▶ THE PROBLEM: This exercise asks for the whole listing to be restated exactly.

▶ GIVEN DATA:
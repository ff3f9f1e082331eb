use std::borrow::Cow;
use std::collections::{HashMap, HashSet};

use serde::{Deserialize, Serialize};

use crate::error::{ModelError, Result};
use super::builder::ModelBuilder;

/// Accepted deviation of a probability vector sum from 1.0.
const PROBABILITY_TOLERANCE: f64 = 1e-6;

/// Serializable form of a model: the gram width and the retained
/// `(gram, probability)` pairs, most frequent first.
#[derive(Serialize, Deserialize, Clone, Debug, PartialEq)]
pub struct GramTable {
	pub n: usize,
	pub entries: Vec<(String, f64)>,
}

/// A character-level n-gram language model.
///
/// The model stores the retained grams (all exactly `n` characters long),
/// a parallel probability vector, and an index from each `(n-1)`-character
/// prefix to the grams that start with it.
///
/// # Responsibilities
/// - Expose the gram table and its probabilities
/// - Find the grams continuing a generation context
///
/// # Invariants
/// - `n` is always >= 2
/// - `grams`, `probabilities` and `next_chars` have the same, non-zero length
/// - Probabilities are strictly positive and sum to 1.0
/// - The model is never mutated after construction, so it can be shared
///   across threads without locking
#[derive(Serialize, Deserialize, Clone, Debug)]
#[serde(try_from = "GramTable", into = "GramTable")]
pub struct LanguageModel {
	/// The order of the model (number of characters in a gram)
	n: usize,

	/// Retained grams, by descending frequency
	grams: Vec<String>,

	/// Probability of each gram, parallel to `grams`
	probabilities: Vec<f64>,

	/// Last character of each gram, parallel to `grams`
	next_chars: Vec<char>,

	/// Mapping from a prefix (length n-1) to the indices of the grams starting with it
	prefixes: HashMap<String, Vec<usize>>,
}

impl LanguageModel {
	/// Builds a model from a corpus, keeping the `top_k` most frequent grams of width `n`.
	///
	/// Shortcut for [`ModelBuilder::new`] followed by [`ModelBuilder::build`].
	pub fn build(corpus: &str, n: usize, top_k: usize) -> Result<Self> {
		ModelBuilder::new(n, top_k)?.build(corpus)
	}

	/// Creates a model from ranked `(gram, count)` pairs.
	///
	/// Probabilities are normalized over the retained counts only.
	pub(crate) fn from_counts(n: usize, ranked: Vec<(String, usize)>) -> Result<Self> {
		let total: usize = ranked.iter().map(|(_, count)| count).sum();
		if ranked.is_empty() || total == 0 {
			return Err(ModelError::EmptyModel);
		}

		let entries = ranked
			.into_iter()
			.map(|(gram, count)| (gram, count as f64 / total as f64))
			.collect();
		Self::from_table(GramTable { n, entries })
	}

	/// Creates a model from a gram table, validating it.
	///
	/// # Errors
	/// - [`ModelError::InvalidOrder`] if `n < 2`
	/// - [`ModelError::EmptyModel`] if the table has no entry
	/// - [`ModelError::CorruptedModel`] if a gram has the wrong width or is
	///   duplicated, or if the probabilities are not a distribution
	pub fn from_table(table: GramTable) -> Result<Self> {
		let GramTable { n, entries } = table;
		if n < 2 {
			return Err(ModelError::InvalidOrder { n });
		}
		if entries.is_empty() {
			return Err(ModelError::EmptyModel);
		}

		let mut grams = Vec::with_capacity(entries.len());
		let mut probabilities = Vec::with_capacity(entries.len());
		let mut next_chars = Vec::with_capacity(entries.len());
		let mut prefixes: HashMap<String, Vec<usize>> = HashMap::new();
		let mut seen = HashSet::with_capacity(entries.len());

		for (index, (gram, probability)) in entries.into_iter().enumerate() {
			let chars: Vec<char> = gram.chars().collect();
			let Some(&last) = chars.last().filter(|_| chars.len() == n) else {
				return Err(ModelError::corrupted(format!(
					"gram {gram:?} has {} characters, expected {n}",
					chars.len()
				)));
			};
			if !probability.is_finite() || probability <= 0.0 {
				return Err(ModelError::corrupted(format!(
					"gram {gram:?} has invalid probability {probability}"
				)));
			}
			if !seen.insert(gram.clone()) {
				return Err(ModelError::corrupted(format!("gram {gram:?} appears twice")));
			}

			prefixes.entry(chars[..n - 1].iter().collect()).or_default().push(index);
			grams.push(gram);
			probabilities.push(probability);
			next_chars.push(last);
		}

		let sum: f64 = probabilities.iter().sum();
		if (sum - 1.0).abs() > PROBABILITY_TOLERANCE {
			return Err(ModelError::corrupted(format!("probabilities sum to {sum}, expected 1.0")));
		}

		Ok(Self { n, grams, probabilities, next_chars, prefixes })
	}

	/// Returns the serializable gram table of this model.
	pub fn to_table(&self) -> GramTable {
		GramTable {
			n: self.n,
			entries: self.grams().map(|(gram, p)| (gram.to_owned(), p)).collect(),
		}
	}

	/// Width of the grams.
	pub fn n(&self) -> usize {
		self.n
	}

	/// Number of retained grams.
	pub fn len(&self) -> usize {
		self.grams.len()
	}

	/// Always false: a model holds at least one gram.
	pub fn is_empty(&self) -> bool {
		self.grams.is_empty()
	}

	/// Iterates over `(gram, probability)` pairs, most frequent first.
	pub fn grams(&self) -> impl Iterator<Item = (&str, f64)> {
		self.grams.iter().map(String::as_str).zip(self.probabilities.iter().copied())
	}

	/// Probability of `gram`, `None` if it was not retained.
	pub fn probability(&self, gram: &str) -> Option<f64> {
		let prefix: String = gram.chars().take(self.n - 1).collect();
		self.prefixes
			.get(&prefix)?
			.iter()
			.find(|&&index| self.grams[index] == gram)
			.map(|&index| self.probabilities[index])
	}

	/// Returns the generation context of `text`.
	///
	/// The context is the trailing `n - 1` characters of `text`, lower-cased
	/// to match the table. If `text` is shorter, the whole text is used.
	pub fn context(&self, text: &str) -> String {
		let width = self.n - 1;
		let lowered = last_n_chars(text, width).to_lowercase();
		// Lower-casing may expand a character into several
		last_n_chars(&lowered, width).to_owned()
	}

	/// Indices of the grams whose leading characters equal `context`,
	/// in table order.
	///
	/// # Notes
	/// - A full `(n-1)`-character context is resolved through the prefix index.
	/// - A shorter context matches every gram starting with it; an empty
	///   context matches the whole table.
	/// - A context longer than `n - 1` characters matches nothing.
	pub fn candidates(&self, context: &str) -> Cow<'_, [usize]> {
		let width = self.n - 1;
		let len = context.chars().count();
		if len == width {
			let indices = self.prefixes.get(context).map_or(&[][..], Vec::as_slice);
			return Cow::Borrowed(indices);
		}
		if len > width {
			return Cow::Borrowed(&[]);
		}

		Cow::Owned(
			self.grams
				.iter()
				.enumerate()
				.filter(|(_, gram)| gram.starts_with(context))
				.map(|(index, _)| index)
				.collect(),
		)
	}

	/// Probability of the gram at `index` in table order.
	pub(crate) fn probability_at(&self, index: usize) -> f64 {
		self.probabilities[index]
	}

	/// Last character of the gram at `index` in table order.
	pub(crate) fn next_char_at(&self, index: usize) -> char {
		self.next_chars[index]
	}
}

impl TryFrom<GramTable> for LanguageModel {
	type Error = ModelError;

	fn try_from(table: GramTable) -> Result<Self> {
		Self::from_table(table)
	}
}

impl From<LanguageModel> for GramTable {
	fn from(model: LanguageModel) -> Self {
		let LanguageModel { n, grams, probabilities, .. } = model;
		GramTable { n, entries: grams.into_iter().zip(probabilities).collect() }
	}
}

/// Returns the last `n` characters of a string (the whole string if shorter).
///
/// UTF-8 aware: counts characters, not bytes.
fn last_n_chars(s: &str, n: usize) -> &str {
	if n == 0 {
		return "";
	}
	match s.char_indices().rev().nth(n - 1) {
		Some((start, _)) => &s[start..],
		None => s,
	}
}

▶ SOLUTION TO THIS EXERCISE:
repository ff3f9f1e082331eb
use std::borrow::Cow;
use std::collections::{HashMap, HashSet};

use serde::{Deserialize, Serialize};

use crate::error::{ModelError, Result};
use super::builder::ModelBuilder;

/// Accepted deviation of a probability vector sum from 1.0.
const PROBABILITY_TOLERANCE: f64 = 1e-6;

/// Serializable form of a model: the gram width and the retained
/// `(gram, probability)` pairs, most frequent first.
#[derive(Serialize, Deserialize, Clone, Debug, PartialEq)]
pub struct GramTable {
	pub n: usize,
	pub entries: Vec<(String, f64)>,
}

/// A character-level n-gram language model.
///
/// The model stores the retained grams (all exactly `n` characters long),
/// a parallel probability vector, and an index from each `(n-1)`-character
/// prefix to the grams that start with it.
///
/// # Responsibilities
/// - Expose the gram table and its probabilities
/// - Find the grams continuing a generation context
///
/// # Invariants
/// - `n` is always >= 2
/// - `grams`, `probabilities` and `next_chars` have the same, non-zero length
/// - Probabilities are strictly positive and sum to 1.0
/// - The model is never mutated after construction, so it can be shared
///   across threads without locking
#[derive(Serialize, Deserialize, Clone, Debug)]
#[serde(try_from = "GramTable", into = "GramTable")]
pub struct LanguageModel {
	/// The order of the model (number of characters in a gram)
	n: usize,

	/// Retained grams, by descending frequency
	grams: Vec<String>,

	/// Probability of each gram, parallel to `grams`
	probabilities: Vec<f64>,

	/// Last character of each gram, parallel to `grams`
	next_chars: Vec<char>,

	/// Mapping from a prefix (length n-1) to the indices of the grams starting with it
	prefixes: HashMap<String, Vec<usize>>,
}

impl LanguageModel {
	/// Builds a model from a corpus, keeping the `top_k` most frequent grams of width `n`.
	///
	/// Shortcut for [`ModelBuilder::new`] followed by [`ModelBuilder::build`].
	pub fn build(corpus: &str, n: usize, top_k: usize) -> Result<Self> {
		ModelBuilder::new(n, top_k)?.build(corpus)
	}

	/// Creates a model from ranked `(gram, count)` pairs.
	///
	/// Probabilities are normalized over the retained counts only.
	pub(crate) fn from_counts(n: usize, ranked: Vec<(String, usize)>) -> Result<Self> {
		let total: usize = ranked.iter().map(|(_, count)| count).sum();
		if ranked.is_empty() || total == 0 {
			return Err(ModelError::EmptyModel);
		}

		let entries = ranked
			.into_iter()
			.map(|(gram, count)| (gram, count as f64 / total as f64))
			.collect();
		Self::from_table(GramTable { n, entries })
	}

	/// Creates a model from a gram table, validating it.
	///
	/// # Errors
	/// - [`ModelError::InvalidOrder`] if `n < 2`
	/// - [`ModelError::EmptyModel`] if the table has no entry
	/// - [`ModelError::CorruptedModel`] if a gram has the wrong width or is
	///   duplicated, or if the probabilities are not a distribution
	pub fn from_table(table: GramTable) -> Result<Self> {
		let GramTable { n, entries } = table;
		if n < 2 {
			return Err(ModelError::InvalidOrder { n });
		}
		if entries.is_empty() {
			return Err(ModelError::EmptyModel);
		}

		let mut grams = Vec::with_capacity(entries.len());
		let mut probabilities = Vec::with_capacity(entries.len());
		let mut next_chars = Vec::with_capacity(entries.len());
		let mut prefixes: HashMap<String, Vec<usize>> = HashMap::new();
		let mut seen = HashSet::with_capacity(entries.len());

		for (index, (gram, probability)) in entries.into_iter().enumerate() {
			let chars: Vec<char> = gram.chars().collect();
			let Some(&last) = chars.last().filter(|_| chars.len() == n) else {
				return Err(ModelError::corrupted(format!(
					"gram {gram:?} has {} characters, expected {n}",
					chars.len()
				)));
			};
			if !probability.is_finite() || probability <= 0.0 {
				return Err(ModelError::corrupted(format!(
					"gram {gram:?} has invalid probability {probability}"
				)));
			}
			if !seen.insert(gram.clone()) {
				return Err(ModelError::corrupted(format!("gram {gram:?} appears twice")));
			}

			prefixes.entry(chars[..n - 1].iter().collect()).or_default().push(index);
			grams.push(gram);
			probabilities.push(probability);
			next_chars.push(last);
		}

		let sum: f64 = probabilities.iter().sum();
		if (sum - 1.0).abs() > PROBABILITY_TOLERANCE {
			return Err(ModelError::corrupted(format!("probabilities sum to {sum}, expected 1.0")));
		}

		Ok(Self { n, grams, probabilities, next_chars, prefixes })
	}

	/// Returns the serializable gram table of this model.
	pub fn to_table(&self) -> GramTable {
		GramTable {
			n: self.n,
			entries: self.grams().map(|(gram, p)| (gram.to_owned(), p)).collect(),
		}
	}

	/// Width of the grams.
	pub fn n(&self) -> usize {
		self.n
	}

	/// Number of retained grams.
	pub fn len(&self) -> usize {
		self.grams.len()
	}

	/// Always false: a model holds at least one gram.
	pub fn is_empty(&self) -> bool {
		self.grams.is_empty()
	}

	/// Iterates over `(gram, probability)` pairs, most frequent first.
	pub fn grams(&self) -> impl Iterator<Item = (&str, f64)> {
		self.grams.iter().map(String::as_str).zip(self.probabilities.iter().copied())
	}

	/// Probability of `gram`, `None` if it was not retained.
	pub fn probability(&self, gram: &str) -> Option<f64> {
		let prefix: String = gram.chars().take(self.n - 1).collect();
		self.prefixes
			.get(&prefix)?
			.iter()
			.find(|&&index| self.grams[index] == gram)
			.map(|&index| self.probabilities[index])
	}

	/// Returns the generation context of `text`.
	///
	/// The context is the trailing `n - 1` characters of `text`, lower-cased
	/// to match the table. If `text` is shorter, the whole text is used.
	pub fn context(&self, text: &str) -> String {
		let width = self.n - 1;
		let lowered = last_n_chars(text, width).to_lowercase();
		// Lower-casing may expand a character into several
		last_n_chars(&lowered, width).to_owned()
	}

	/// Indices of the grams whose leading characters equal `context`,
	/// in table order.
	///
	/// # Notes
	/// - A full `(n-1)`-character context is resolved through the prefix index.
	/// - A shorter context matches every gram starting with it; an empty
	///   context matches the whole table.
	/// - A context longer than `n - 1` characters matches nothing.
	pub fn candidates(&self, context: &str) -> Cow<'_, [usize]> {
		let width = self.n - 1;
		let len = context.chars().count();
		if len == width {
			let indices = self.prefixes.get(context).map_or(&[][..], Vec::as_slice);
			return Cow::Borrowed(indices);
		}
		if len > width {
			return Cow::Borrowed(&[]);
		}

		Cow::Owned(
			self.grams
				.iter()
				.enumerate()
				.filter(|(_, gram)| gram.starts_with(context))
				.map(|(index, _)| index)
				.collect(),
		)
	}

	/// Probability of the gram at `index` in table order.
	pub(crate) fn probability_at(&self, index: usize) -> f64 {
		self.probabilities[index]
	}

	/// Last character of the gram at `index` in table order.
	pub(crate) fn next_char_at(&self, index: usize) -> char {
		self.next_chars[index]
	}
}

impl TryFrom<GramTable> for LanguageModel {
	type Error = ModelError;

	fn try_from(table: GramTable) -> Result<Self> {
		Self::from_table(table)
	}
}

impl From<LanguageModel> for GramTable {
	fn from(model: LanguageModel) -> Self {
		let LanguageModel { n, grams, probabilities, .. } = model;
		GramTable { n, entries: grams.into_iter().zip(probabilities).collect() }
	}
}

/// Returns the last `n` characters of a string (the whole string if shorter).
///
/// UTF-8 aware: counts characters, not bytes.
fn last_n_chars(s: &str, n: usize) -> &str {
	if n == 0 {
		return "";
	}
	match s.char_indices().rev().nth(n - 1) {
		Some((start, _)) => &s[start..],
		None => s,
	}
}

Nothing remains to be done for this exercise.